─── Exercise material ───

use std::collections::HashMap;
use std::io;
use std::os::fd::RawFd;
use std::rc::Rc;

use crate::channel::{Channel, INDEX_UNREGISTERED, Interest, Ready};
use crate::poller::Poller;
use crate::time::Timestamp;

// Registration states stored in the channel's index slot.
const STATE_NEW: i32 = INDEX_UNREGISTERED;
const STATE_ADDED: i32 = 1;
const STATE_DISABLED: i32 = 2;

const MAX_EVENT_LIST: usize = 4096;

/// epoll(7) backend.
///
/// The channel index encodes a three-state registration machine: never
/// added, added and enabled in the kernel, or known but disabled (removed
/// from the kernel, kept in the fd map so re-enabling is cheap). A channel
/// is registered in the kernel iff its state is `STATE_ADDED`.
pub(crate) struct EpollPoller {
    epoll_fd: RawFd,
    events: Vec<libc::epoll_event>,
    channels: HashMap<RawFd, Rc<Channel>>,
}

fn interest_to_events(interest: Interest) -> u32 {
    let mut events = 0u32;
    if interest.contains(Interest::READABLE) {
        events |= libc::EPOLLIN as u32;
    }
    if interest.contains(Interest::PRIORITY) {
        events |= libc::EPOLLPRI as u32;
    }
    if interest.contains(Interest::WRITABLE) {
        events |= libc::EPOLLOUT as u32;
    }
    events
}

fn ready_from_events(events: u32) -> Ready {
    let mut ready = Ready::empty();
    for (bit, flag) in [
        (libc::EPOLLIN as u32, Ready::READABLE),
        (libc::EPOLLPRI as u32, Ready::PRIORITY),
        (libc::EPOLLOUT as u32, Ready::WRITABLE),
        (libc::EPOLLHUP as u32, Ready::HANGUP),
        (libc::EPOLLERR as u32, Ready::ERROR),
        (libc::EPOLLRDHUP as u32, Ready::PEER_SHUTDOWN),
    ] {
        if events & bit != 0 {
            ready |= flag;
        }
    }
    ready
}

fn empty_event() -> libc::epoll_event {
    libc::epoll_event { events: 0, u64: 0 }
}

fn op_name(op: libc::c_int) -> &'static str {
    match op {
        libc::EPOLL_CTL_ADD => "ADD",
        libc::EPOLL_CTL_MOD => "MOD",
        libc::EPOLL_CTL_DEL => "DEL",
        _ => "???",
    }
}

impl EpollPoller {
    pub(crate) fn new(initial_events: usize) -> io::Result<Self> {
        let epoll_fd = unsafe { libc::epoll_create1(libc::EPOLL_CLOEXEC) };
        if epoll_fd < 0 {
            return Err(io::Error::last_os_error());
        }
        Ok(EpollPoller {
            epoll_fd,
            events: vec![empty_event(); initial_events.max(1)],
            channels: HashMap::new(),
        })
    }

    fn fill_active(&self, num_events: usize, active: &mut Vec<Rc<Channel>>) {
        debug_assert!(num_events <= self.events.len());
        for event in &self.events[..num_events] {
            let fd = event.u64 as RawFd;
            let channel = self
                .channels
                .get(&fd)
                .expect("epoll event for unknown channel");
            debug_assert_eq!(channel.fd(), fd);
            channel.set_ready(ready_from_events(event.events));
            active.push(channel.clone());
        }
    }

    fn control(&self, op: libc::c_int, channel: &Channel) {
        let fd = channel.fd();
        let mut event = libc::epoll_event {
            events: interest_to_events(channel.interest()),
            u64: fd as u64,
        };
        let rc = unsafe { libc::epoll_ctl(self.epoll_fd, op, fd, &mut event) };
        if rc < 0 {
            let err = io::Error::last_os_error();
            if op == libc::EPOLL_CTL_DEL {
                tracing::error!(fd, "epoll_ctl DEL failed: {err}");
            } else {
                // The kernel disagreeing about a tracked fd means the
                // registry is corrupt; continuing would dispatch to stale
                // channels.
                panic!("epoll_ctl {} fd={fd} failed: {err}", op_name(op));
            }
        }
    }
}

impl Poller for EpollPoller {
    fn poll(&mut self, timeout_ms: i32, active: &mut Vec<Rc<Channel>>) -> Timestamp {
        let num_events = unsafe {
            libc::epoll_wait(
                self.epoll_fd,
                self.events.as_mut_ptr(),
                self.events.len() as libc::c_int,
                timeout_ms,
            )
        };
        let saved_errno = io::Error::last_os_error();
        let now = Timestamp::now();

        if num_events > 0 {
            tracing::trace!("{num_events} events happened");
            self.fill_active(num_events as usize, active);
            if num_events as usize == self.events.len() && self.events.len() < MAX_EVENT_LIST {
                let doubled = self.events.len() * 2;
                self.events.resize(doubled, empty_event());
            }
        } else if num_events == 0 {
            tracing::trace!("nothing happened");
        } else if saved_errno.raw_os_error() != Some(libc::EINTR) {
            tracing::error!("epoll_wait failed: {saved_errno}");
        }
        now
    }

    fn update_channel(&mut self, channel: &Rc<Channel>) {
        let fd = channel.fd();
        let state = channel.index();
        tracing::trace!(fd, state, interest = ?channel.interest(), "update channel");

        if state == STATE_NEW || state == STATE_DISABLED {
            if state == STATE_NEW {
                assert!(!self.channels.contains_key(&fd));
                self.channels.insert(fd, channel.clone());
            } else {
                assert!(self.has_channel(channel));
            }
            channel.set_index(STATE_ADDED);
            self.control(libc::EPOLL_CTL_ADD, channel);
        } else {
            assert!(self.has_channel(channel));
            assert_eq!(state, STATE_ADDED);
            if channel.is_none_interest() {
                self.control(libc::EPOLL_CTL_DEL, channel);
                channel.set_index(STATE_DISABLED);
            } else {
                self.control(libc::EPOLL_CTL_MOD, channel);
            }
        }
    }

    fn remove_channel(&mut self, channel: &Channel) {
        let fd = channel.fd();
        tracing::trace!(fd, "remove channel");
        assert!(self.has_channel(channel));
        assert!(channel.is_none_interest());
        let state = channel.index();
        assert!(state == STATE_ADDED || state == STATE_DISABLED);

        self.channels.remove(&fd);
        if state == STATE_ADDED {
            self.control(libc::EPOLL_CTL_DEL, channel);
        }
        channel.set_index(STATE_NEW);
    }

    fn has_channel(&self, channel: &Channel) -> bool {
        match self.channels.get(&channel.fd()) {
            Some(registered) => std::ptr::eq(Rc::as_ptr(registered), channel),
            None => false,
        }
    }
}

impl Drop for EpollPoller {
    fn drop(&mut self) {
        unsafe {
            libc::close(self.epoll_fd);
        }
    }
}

───

**Work order:**
Within the data above, the lines from the one with "active.push(channel.clone());" to the one with "fn poll(&mut self, timeout_ms: i32, active: &mut" must be repeated exactly; no other line belongs in the answer.

**Exercise response:**
            active.push(channel.clone());
        }
    }

    fn control(&self, op: libc::c_int, channel: &Channel) {
        let fd = channel.fd();
        let mut event = libc::epoll_event {
            events: interest_to_events(channel.interest()),
            u64: fd as u64,
        };
        let rc = unsafe { libc::epoll_ctl(self.epoll_fd, op, fd, &mut event) };
        if rc < 0 {
            let err = io::Error::last_os_error();
            if op == libc::EPOLL_CTL_DEL {
                tracing::error!(fd, "epoll_ctl DEL failed: {err}");
            } else {
                // The kernel disagreeing about a tracked fd means the
                // registry is corrupt; continuing would dispatch to stale
                // channels.
                panic!("epoll_ctl {} fd={fd} failed: {err}", op_name(op));
            }
        }
    }
}

impl Poller for EpollPoller {
    fn poll(&mut self, timeout_ms: i32, active: &mut Vec<Rc<Channel>>) -> Timestamp {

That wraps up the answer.